New Zealand community activist (born 1988)

Te Raukura O'Connell Rapira (born Laura O'Connell Rapira; 1988) is a New Zealand speaker and community activist. They advocate for Indigenous land rights, Mana Motuhake, police and prison abolition, fully funded mental and sexual health services, LGBTQIA+ equality, the political power of young people and environmental justice.

== Biography ==
O'Connell Rapira was born in Taranaki and later moved to West Auckland where they attended Green Bay High School. They are Māori of the iwi Te Ātiawa, Ngāruahine, Ngāpuhi, Te Rarawa and Ngāti Whakaue.
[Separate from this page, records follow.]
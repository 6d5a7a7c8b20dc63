use crate::types::{resolve_component_name, Component, ComponentKind, IntentData, IntentFilter};
use log::trace;

/// A decoded attribute of a start-element chunk.
#[derive(Clone, Debug, PartialEq, Eq)]
pub struct Attribute {
    pub prefix: Option<String>,
    pub name: String,
    /// Text form of the value; absent for null values.
    pub value: Option<String>,
}

impl Attribute {
    pub fn new(prefix: Option<&str>, name: &str, value: Option<&str>) -> Self {
        Attribute {
            prefix: prefix.map(str::to_string),
            name: name.to_string(),
            value: value.map(str::to_string),
        }
    }

    /// Value with empty strings treated as absent.
    pub fn text(&self) -> Option<&str> {
        self.value.as_deref().filter(|v| !v.is_empty())
    }

    pub fn flag(&self) -> Option<bool> {
        match self.text()? {
            "true" => Some(true),
            "false" => Some(false),
            _ => None,
        }
    }

    pub fn qualified_name(&self) -> String {
        match &self.prefix {
            Some(prefix) => format!("{prefix}:{}", self.name),
            None => self.name.clone(),
        }
    }
}

/// Collects one `<intent-filter>` while its children stream past.
#[derive(Clone, Debug, Default)]
pub struct IntentFilterBuilder {
    actions: Vec<String>,
    categories: Vec<String>,
    data: Vec<IntentData>,
}

impl IntentFilterBuilder {
    pub fn new() -> Self {
        IntentFilterBuilder::default()
    }

    pub fn add_action(&mut self, attributes: &[Attribute]) {
        if let Some(name) = find(attributes, "name") {
            self.actions.push(name.to_string());
        }
    }

    pub fn add_category(&mut self, attributes: &[Attribute]) {
        if let Some(name) = find(attributes, "name") {
            self.categories.push(name.to_string());
        }
    }

    pub fn add_data(&mut self, attributes: &[Attribute]) {
        let mut data = IntentData::default();
        for attr in attributes {
            let slot = match attr.name.as_str() {
                "scheme" => &mut data.scheme,
                "host" => &mut data.host,
                "port" => &mut data.port,
                "path" => &mut data.path,
                "pathPrefix" => &mut data.path_prefix,
                "pathPattern" => &mut data.path_pattern,
                "mimeType" => &mut data.mime_type,
                _ => continue,
            };
            *slot = attr.text().map(str::to_string);
        }
        self.data.push(data);
    }

    pub fn finish(self) -> IntentFilter {
        IntentFilter {
            actions: self.actions,
            categories: self.categories,
            data: self.data,
        }
    }
}

/// Collects one component element until its end tag.
#[derive(Clone, Debug)]
pub struct ComponentBuilder {
    kind: ComponentKind,
    raw_name: Option<String>,
    label: Option<String>,
    exported: Option<bool>,
    permission: Option<String>,
    target_activity: Option<String>,
    intent_filters: Vec<IntentFilter>,
}

impl ComponentBuilder {
    pub fn new(kind: ComponentKind) -> Self {
        ComponentBuilder {
            kind,
            raw_name: None,
            label: None,
            exported: None,
            permission: None,
            target_activity: None,
            intent_filters: vec![],
        }
    }

    pub fn kind(&self) -> ComponentKind {
        self.kind
    }

    pub fn apply(&mut self, attr: &Attribute) {
        match attr.name.as_str() {
            "name" => self.raw_name = attr.text().map(str::to_string),
            "label" => self.label = attr.text().map(str::to_string),
            "exported" => self.exported = attr.flag(),
            "permission" => self.permission = attr.text().map(str::to_string),
            "targetActivity" => self.target_activity = attr.text().map(str::to_string),
            _ => {}
        }
    }

    pub fn add_intent_filter(&mut self, filter: IntentFilter) {
        self.intent_filters.push(filter);
    }

    /// Resolve the class name and build the component. Components without
    /// a usable name are dropped.
    pub fn finish(self, package: Option<&str>) -> Option<Component> {
        let Some(raw_name) = self.raw_name.as_deref().map(str::trim).filter(|n| !n.is_empty())
        else {
            trace!("dropping unnamed {} element", self.kind);
            return None;
        };
        let name = resolve_component_name(package, raw_name);
        let target_activity = self
            .target_activity
            .as_deref()
            .map(|target| resolve_component_name(package, target));
        Some(Component {
            kind: self.kind,
            name,
            label: self.label,
            exported: self.exported,
            permission: self.permission,
            target_activity,
            intent_filters: self.intent_filters,
        })
    }
}

/// First non-empty value of the attribute with local name `name`.
pub fn find<'a>(attributes: &'a [Attribute], name: &str) -> Option<&'a str> {
    attributes
        .iter()
        .filter(|attr| attr.name == name)
        .find_map(|attr| attr.text())
}
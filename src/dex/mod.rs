//! DEX class descriptor extraction.

#[macro_use]
pub mod error;

pub mod descriptors;
pub(crate) mod leb;

use crate::dex::error::DexError;
use crate::dex::leb::decode_uleb128;

// Basic type reading
pub(crate) fn read_u1(bytes: &[u8], ix: &mut usize) -> Result<u8, DexError>
{
    let Some(&result) = bytes.get(*ix) else {
        fail!("Unexpected end of stream reading u1 at index {}", *ix);
    };
    *ix += 1;
    Ok(result)
}

pub(crate) fn read_u4(bytes: &[u8], ix: &mut usize) -> Result<u32, DexError>
{
    let Some(raw) = ix.checked_add(4).and_then(|end| bytes.get(*ix..end)) else {
        fail!("Unexpected end of stream reading u4 at index {}", *ix);
    };
    let result = ((raw[3] as u32) << 24) | ((raw[2] as u32) << 16) | ((raw[1] as u32) << 8) | (raw[0] as u32);
    *ix += 4;
    Ok(result)
}

pub(crate) fn read_uleb128(bytes: &[u8], ix: &mut usize) -> Result<u32, DexError>
{
    let Some((val, size)) = bytes.get(*ix..).and_then(decode_uleb128) else {
        fail!("Unexpected end of stream reading uleb128 at index {}", *ix);
    };
    *ix += size;
    Ok(val)
}

#[cfg(test)]
pub(crate) fn write_u4(buffer: &mut Vec<u8>, val: u32) -> usize
{
    buffer.extend_from_slice(&val.to_le_bytes());
    4
}

#[cfg(test)]
pub(crate) fn write_uleb128(buffer: &mut Vec<u8>, val: u32) -> usize
{
    let encoded = crate::dex::leb::encode_uleb128(val);
    let c = encoded.len();
    buffer.extend(encoded);
    c
}
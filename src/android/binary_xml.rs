use crate::android::chunk::{read_chunk_header, ChunkHeader, ChunkType};
use crate::android::components::{find, Attribute, ComponentBuilder, IntentFilterBuilder};
use crate::android::error::{AxmlError, AxmlResult};
use crate::android::reader::ByteReader;
use crate::android::resource_map::{framework_attribute_name, ResourceMap};
use crate::android::string_pool::StringPool;
use crate::android::typed_value::TypedValue;
use crate::types::{push_unique, ComponentKind, ManifestInfo};
use log::{debug, trace};

pub const ANDROID_NAMESPACE_URI: &str = "http://schemas.android.com/apk/res/android";
const ANDROID_NAMESPACE_PREFIX: &str = "android";

/// Size of one `ResXMLTree_attribute`.
const ATTRIBUTE_SIZE: usize = 20;

/// Walk a binary XML manifest and collect what it declares.
///
/// Fails when the buffer does not open with an XML document chunk, or when
/// the stream ends without a package name having been seen. Unknown chunks
/// are skipped whole; a broken inner chunk header ends the walk early.
pub fn walk(data: &[u8]) -> AxmlResult<ManifestInfo> {
    walk_state(data)?.finish()
}

/// Run the chunk loop and hand back the element state it built.
///
/// The loop runs to the end of the buffer, not to the end the document
/// chunk declares; every inner header is still checked against the buffer.
pub(crate) fn walk_state(data: &[u8]) -> AxmlResult<ManifestState> {
    let reader = ByteReader::new(data);
    let outer = read_chunk_header(&reader, 0)?;
    if outer.chunk_type != ChunkType::Xml {
        return Err(AxmlError::NotBinaryXml(reader.read_u16(0).unwrap_or_default()));
    }
    if outer.end() < reader.len() {
        trace!("document chunk declares {} of {} bytes", outer.end(), reader.len());
    }

    let mut walker = Walker::new(reader);
    let mut cursor = outer.body_start();
    while cursor < reader.len() {
        let chunk = match read_chunk_header(&reader, cursor) {
            Ok(chunk) => chunk,
            Err(err) => {
                debug!("stopping binary XML walk: {err}");
                break;
            }
        };
        walker.dispatch(&chunk);
        cursor = chunk.end();
    }

    Ok(walker.manifest)
}

#[derive(Clone, Debug)]
struct NamespaceFrame {
    prefix: String,
    uri: String,
}

struct Walker<'a> {
    reader: ByteReader<'a>,
    pool: StringPool,
    resource_map: ResourceMap,
    namespaces: Vec<NamespaceFrame>,
    manifest: ManifestState,
}

impl<'a> Walker<'a> {
    fn new(reader: ByteReader<'a>) -> Self {
        Walker {
            reader,
            pool: StringPool::default(),
            resource_map: ResourceMap::default(),
            namespaces: vec![],
            manifest: ManifestState::default(),
        }
    }

    fn dispatch(&mut self, chunk: &ChunkHeader) {
        match chunk.chunk_type {
            ChunkType::StringPool => match StringPool::parse(&self.reader, chunk) {
                Ok(pool) => self.pool = pool,
                Err(err) => debug!("ignoring string pool at offset {}: {err}", chunk.start),
            },
            ChunkType::ResourceMap => {
                self.resource_map = ResourceMap::parse(&self.reader, chunk, &self.pool);
            }
            ChunkType::StartNamespace => self.start_namespace(chunk),
            ChunkType::EndNamespace => {
                self.namespaces.pop();
            }
            ChunkType::StartElement => self.start_element(chunk),
            ChunkType::EndElement => self.end_element(chunk),
            ChunkType::Xml | ChunkType::CData | ChunkType::Other(_) => {}
        }
    }

    fn string_at(&self, offset: usize) -> Option<&str> {
        self.reader.read_u32(offset).and_then(|idx| self.pool.get(idx))
    }

    fn start_namespace(&mut self, chunk: &ChunkHeader) {
        let body = chunk.body_start();
        let prefix = self.string_at(body).unwrap_or_default().to_string();
        let uri = self.string_at(body + 4).unwrap_or_default().to_string();
        self.namespaces.push(NamespaceFrame { prefix, uri });
    }

    fn resolve_prefix(&self, uri: Option<&str>) -> Option<String> {
        let uri = uri.filter(|u| !u.is_empty())?;
        self.namespaces
            .iter()
            .rev()
            .find(|frame| frame.uri == uri)
            .map(|frame| frame.prefix.clone())
            .or_else(|| (uri == ANDROID_NAMESPACE_URI).then(|| ANDROID_NAMESPACE_PREFIX.to_string()))
    }

    /// Attribute local name, recovered from the resource id when the pool
    /// entry has been blanked.
    fn attribute_name(&self, name_idx: u32) -> Option<String> {
        match self.pool.get(name_idx) {
            Some(name) if !name.is_empty() => Some(name.to_string()),
            _ => self
                .resource_map
                .id_at(name_idx)
                .and_then(framework_attribute_name)
                .map(str::to_string),
        }
    }

    fn start_element(&mut self, chunk: &ChunkHeader) {
        let ext = chunk.body_start();
        let reader = self.reader;
        let (Some(name_idx), Some(attr_start), Some(attr_size), Some(attr_count)) = (
            reader.read_u32(ext + 4),
            reader.read_u16(ext + 8),
            reader.read_u16(ext + 10),
            reader.read_u16(ext + 12),
        ) else {
            trace!("start element at offset {} is truncated", chunk.start);
            return;
        };
        let Some(tag) = self.pool.get(name_idx).map(str::to_string) else {
            trace!("start element at offset {} has no name", chunk.start);
            return;
        };

        let stride = attr_size as usize;
        let mut attributes = Vec::with_capacity(attr_count as usize);
        if stride < ATTRIBUTE_SIZE {
            trace!("<{tag}> has attribute stride {stride}, skipping its attributes");
        } else {
            let first = ext + attr_start as usize;
            for i in 0..attr_count as usize {
                let offset = first + i * stride;
                if offset + ATTRIBUTE_SIZE > chunk.end() {
                    trace!("<{tag}> attribute {i} runs past its chunk");
                    break;
                }
                if let Some(attr) = self.read_attribute(offset) {
                    attributes.push(attr);
                }
            }
        }

        self.manifest.start_element(&tag, &attributes);
    }

    fn read_attribute(&self, offset: usize) -> Option<Attribute> {
        let reader = self.reader;
        let ns_idx = reader.read_u32(offset)?;
        let name_idx = reader.read_u32(offset + 4)?;
        let raw_value_idx = reader.read_u32(offset + 8)?;
        let data_type = reader.read_u8(offset + 15)?;
        let data = reader.read_u32(offset + 16)?;

        let Some(name) = self.attribute_name(name_idx) else {
            trace!("skipping attribute with unresolvable name index {name_idx}");
            return None;
        };
        let prefix = self.resolve_prefix(self.pool.get(ns_idx));
        let value = match self.pool.get(raw_value_idx) {
            Some(raw) => Some(raw.to_string()),
            None => TypedValue::new(data_type, data).to_text(&self.pool),
        };
        Some(Attribute {
            prefix,
            name,
            value,
        })
    }

    fn end_element(&mut self, chunk: &ChunkHeader) {
        let tag = self.string_at(chunk.body_start() + 4).map(str::to_string);
        match tag {
            Some(tag) => self.manifest.end_element(&tag),
            None => trace!("end element at offset {} has no name", chunk.start),
        }
    }
}

/// Element-level state: what has been collected so far plus the open
/// component and intent-filter builders.
#[derive(Default)]
pub(crate) struct ManifestState {
    pub(crate) info: ManifestInfo,
    components: Vec<ComponentBuilder>,
    filters: Vec<IntentFilterBuilder>,
    /// Every start element with its decoded attributes, in stream order.
    #[cfg(test)]
    pub(crate) elements: Vec<(String, Vec<Attribute>)>,
}

impl ManifestState {
    fn finish(self) -> AxmlResult<ManifestInfo> {
        let info = self.info;
        match info.package_name.as_deref() {
            Some(package) if !package.is_empty() => Ok(info),
            _ => Err(AxmlError::MissingPackage),
        }
    }

    pub(crate) fn start_element(&mut self, tag: &str, attributes: &[Attribute]) {
        #[cfg(test)]
        self.elements.push((tag.to_string(), attributes.to_vec()));

        let text = |name: &str| find(attributes, name).map(str::to_string);

        match tag {
            "manifest" => {
                self.info.package_name = text("package").or(self.info.package_name.take());
                self.info.version_code = text("versionCode").or(self.info.version_code.take());
                self.info.version_name = text("versionName").or(self.info.version_name.take());
            }
            "uses-sdk" => {
                self.info.min_sdk = text("minSdkVersion").or(self.info.min_sdk.take());
                self.info.target_sdk = text("targetSdkVersion").or(self.info.target_sdk.take());
                self.info.max_sdk = text("maxSdkVersion").or(self.info.max_sdk.take());
            }
            "uses-permission" | "uses-permission-sdk-23" => {
                if let Some(name) = text("name") {
                    self.info.add_permission(name);
                }
            }
            "uses-feature" => {
                if let Some(name) = text("name") {
                    let required = attributes
                        .iter()
                        .find(|attr| attr.name == "required")
                        .and_then(Attribute::flag)
                        .unwrap_or(true);
                    let list = if required {
                        &mut self.info.required_features
                    } else {
                        &mut self.info.optional_features
                    };
                    push_unique(list, name);
                }
            }
            "supports-screens" => {
                for (attr, screen) in [
                    ("smallScreens", "small"),
                    ("normalScreens", "normal"),
                    ("largeScreens", "large"),
                    ("xlargeScreens", "xlarge"),
                ] {
                    let enabled = attributes
                        .iter()
                        .find(|a| a.name == attr)
                        .and_then(Attribute::flag);
                    if enabled == Some(true) {
                        push_unique(&mut self.info.supported_screens, screen.to_string());
                    }
                }
            }
            "application" => {
                self.info.app_label = text("label").or(self.info.app_label.take());
                self.info.icon = text("icon").or(self.info.icon.take());
            }
            "intent-filter" => {
                if self.components.is_empty() {
                    trace!("ignoring intent-filter outside of a component");
                } else {
                    self.filters.push(IntentFilterBuilder::new());
                }
            }
            "action" => {
                if let Some(filter) = self.filters.last_mut() {
                    filter.add_action(attributes);
                }
            }
            "category" => {
                if let Some(filter) = self.filters.last_mut() {
                    filter.add_category(attributes);
                }
            }
            "data" => {
                if let Some(filter) = self.filters.last_mut() {
                    filter.add_data(attributes);
                }
            }
            other => {
                if let Some(kind) = ComponentKind::from_tag(other) {
                    let mut builder = ComponentBuilder::new(kind);
                    for attr in attributes {
                        builder.apply(attr);
                    }
                    self.components.push(builder);
                }
            }
        }
    }

    pub(crate) fn end_element(&mut self, tag: &str) {
        if tag == "intent-filter" {
            if let Some(filter) = self.filters.pop() {
                if let Some(component) = self.components.last_mut() {
                    component.add_intent_filter(filter.finish());
                }
            }
            return;
        }

        let Some(kind) = ComponentKind::from_tag(tag) else {
            return;
        };
        if self.components.last().map(ComponentBuilder::kind) != Some(kind) {
            trace!("</{tag}> does not close the open component");
            return;
        }
        let Some(builder) = self.components.pop() else {
            return;
        };
        let Some(component) = builder.finish(self.info.package_name.as_deref()) else {
            return;
        };

        if self.info.launchable_activity.is_none()
            && component.kind.is_activity()
            && component.intent_filters.iter().any(|f| f.is_launcher())
        {
            self.info.launchable_activity = Some(component.name.clone());
        }
        self.info.deep_links.extend(component.deep_links());
        self.info.components.push(component);
    }
}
As a young person they were part of an accelerator programme for social enterprise initiatives. From this O'Connell Rapira co-founded RockEnrol in 2014 to encourage young people to enrol and vote in New Zealand's general elections. They were a founding team member of ActionStation and a co-founder of Tauiwi Tautoko and the Youth Movement Fund Aotearoa.

In 2020, O'Connell Rapira petitioned the New Zealand government to make Matariki a public holiday. In 2022 the New Zealand government passed the Te Kāhui o Matariki Public Holiday Act and the first Matariki public holiday was held on Friday 24 June 2022. O'Connell Rapira has also been involved in petitioning the New Zealand government for Māori wards, a complete overhaul of Oranga Tamariki, increased government funding for sexual and mental health, gun law reform, violence prevention, increased income support and an end to online hate and abuse.

From 2021 to 2023, O'Connell Rapira was the Executive Director, Movement Building at the Foundation for Young Australians where their focus was on building the political power of youth movements.

In November 2023, O'Connell Rapira launched the Narratives for Change Fellowship with The Workshop in collaboration with their former ActionStaton co-director Marianne Elliott.

O'Connell Rapira is a contributing writer to New Zealand news website The Spinoff and a TEDxChristchurch speaker.

=== Recognition ===
In 2017, O'Connell Rapira was nominated for the Te Whetū Maiangi Award for Young Achievers and the Kiwibank Young New Zealander of the Year.

== Personal life ==
O'Connell Rapira is takatāpui and is frank about this being a driver for them to seek social justice and equality in society. O'Connell Rapira is also vegan.